» WHAT THE TASK ASKS
If a line holds the word "String", copy it from the entries.

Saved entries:

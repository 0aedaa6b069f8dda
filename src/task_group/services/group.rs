//! Service layer for free-standing task groups and completion toggles.

use crate::task_group::{
    domain::{
        GroupReadModel, GroupTaskReadModel, Task, TaskEvent, TaskGroup, TaskGroupDomainError,
        TaskGroupId, TaskId, TaskUpdate,
    },
    ports::{TaskGroupRepository, TaskGroupRepositoryError},
};
use chrono::NaiveDateTime;
use mockable::Clock;
use std::sync::Arc;
use thiserror::Error;

/// Request payload for creating a group from an explicit task list.
#[derive(Debug, Clone, PartialEq, Eq)]
pub struct CreateGroupRequest {
    description: String,
    tasks: Vec<(String, NaiveDateTime)>,
}

impl CreateGroupRequest {
    /// Creates a request with a description and no tasks.
    #[must_use]
    pub fn new(description: impl Into<String>) -> Self {
        Self {
            description: description.into(),
            tasks: Vec::new(),
        }
    }

    /// Appends a task.
    #[must_use]
    pub fn with_task(mut self, description: impl Into<String>, deadline: NaiveDateTime) -> Self {
        self.tasks.push((description.into(), deadline));
        self
    }
}

/// Service-level errors for task group operations.
#[derive(Debug, Error)]
pub enum TaskGroupServiceError {
    /// No group exists for the requested identifier.
    #[error("task group with id {0} not found")]
    GroupNotFound(TaskGroupId),
    /// Domain validation or a state rule failed.
    #[error(transparent)]
    Domain(#[from] TaskGroupDomainError),
    /// Repository operation failed.
    #[error(transparent)]
    Repository(#[from] TaskGroupRepositoryError),
}

/// Result type for task group service operations.
pub type TaskGroupServiceResult<T> = Result<T, TaskGroupServiceError>;

/// Task group orchestration service.
#[derive(Clone)]
pub struct TaskGroupService<R, C>
where
    R: TaskGroupRepository,
    C: Clock + Send + Sync,
{
    repository: Arc<R>,
    clock: Arc<C>,
}

impl<R, C> TaskGroupService<R, C>
where
    R: TaskGroupRepository,
    C: Clock + Send + Sync,
{
    /// Creates a new task group service.
    #[must_use]
    pub const fn new(repository: Arc<R>, clock: Arc<C>) -> Self {
        Self { repository, clock }
    }

    /// Creates and stores a group that is not linked to any project.
    ///
    /// # Errors
    ///
    /// Returns [`TaskGroupServiceError::Domain`] when a description is
    /// blank, or [`TaskGroupServiceError::Repository`] when persistence
    /// fails.
    pub async fn create_group(
        &self,
        request: CreateGroupRequest,
    ) -> TaskGroupServiceResult<GroupReadModel> {
        let CreateGroupRequest {
            description,
            tasks: task_specs,
        } = request;
        let tasks = task_specs
            .into_iter()
            .map(|(task_description, deadline)| Task::new(task_description, deadline, &*self.clock))
            .collect::<Result<Vec<_>, _>>()?;
        let group = TaskGroup::new(description, tasks, &*self.clock)?;

        let saved = self.repository.save(group).await?;
        tracing::info!(group_id = ?saved.id(), tasks = saved.tasks().len(), "created task group");
        Ok(GroupReadModel::from(&saved))
    }

    /// Returns projections of every stored group.
    ///
    /// # Errors
    ///
    /// Returns [`TaskGroupServiceError::Repository`] when the lookup fails.
    pub async fn read_all(&self) -> TaskGroupServiceResult<Vec<GroupReadModel>> {
        let groups = self.repository.find_all().await?;
        Ok(groups.iter().map(GroupReadModel::from).collect())
    }

    /// Flips a group's completion flag.
    ///
    /// # Errors
    ///
    /// Returns [`TaskGroupServiceError::GroupNotFound`] for an unknown
    /// group, or [`TaskGroupDomainError::GroupHasUndoneTasks`] (as
    /// [`TaskGroupServiceError::Domain`]) while any task is undone.
    pub async fn toggle_group(&self, group_id: TaskGroupId) -> TaskGroupServiceResult<()> {
        let mut group = self.find_group(group_id).await?;
        group.toggle(&*self.clock)?;
        let saved = self.repository.save(group).await?;
        tracing::info!(%group_id, done = saved.is_done(), "toggled task group");
        Ok(())
    }

    /// Flips one task's completion flag and returns the resulting event.
    ///
    /// # Errors
    ///
    /// Returns [`TaskGroupServiceError::GroupNotFound`] for an unknown
    /// group, or [`TaskGroupDomainError::TaskNotFound`] (as
    /// [`TaskGroupServiceError::Domain`]) when the task is not in the group.
    pub async fn toggle_task(
        &self,
        group_id: TaskGroupId,
        task_id: TaskId,
    ) -> TaskGroupServiceResult<TaskEvent> {
        let mut group = self.find_group(group_id).await?;
        let event = group.toggle_task(task_id, &*self.clock)?;
        self.repository.save(group).await?;
        tracing::info!(
            %group_id,
            task_id = %event.task_id(),
            event = %event.kind(),
            occurred_at = %event.occurred_at(),
            "task completion changed"
        );
        Ok(event)
    }

    /// Replaces one task's description, completion flag, and deadline.
    ///
    /// The group's own deadline is left as it was at creation.
    ///
    /// # Errors
    ///
    /// Returns [`TaskGroupServiceError::GroupNotFound`] for an unknown
    /// group, or [`TaskGroupServiceError::Domain`] when the task is not in
    /// the group or the new description is blank.
    pub async fn update_task(
        &self,
        group_id: TaskGroupId,
        task_id: TaskId,
        update: TaskUpdate,
    ) -> TaskGroupServiceResult<GroupTaskReadModel> {
        let mut group = self.find_group(group_id).await?;
        let view = GroupTaskReadModel::from(group.update_task(task_id, update, &*self.clock)?);
        self.repository.save(group).await?;
        tracing::info!(%group_id, %task_id, done = view.done, "updated task");
        Ok(view)
    }

    async fn find_group(&self, group_id: TaskGroupId) -> TaskGroupServiceResult<TaskGroup> {
        self.repository
            .find_by_id(group_id)
            .await?
            .ok_or(TaskGroupServiceError::GroupNotFound(group_id))
    }
}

» ANSWER FOR THIS EXERCISE
    description: String,
    tasks: Vec<(String, NaiveDateTime)>,
    pub fn new(description: impl Into<String>) -> Self {
    pub fn with_task(mut self, description: impl Into<String>, deadline: NaiveDateTime) -> Self {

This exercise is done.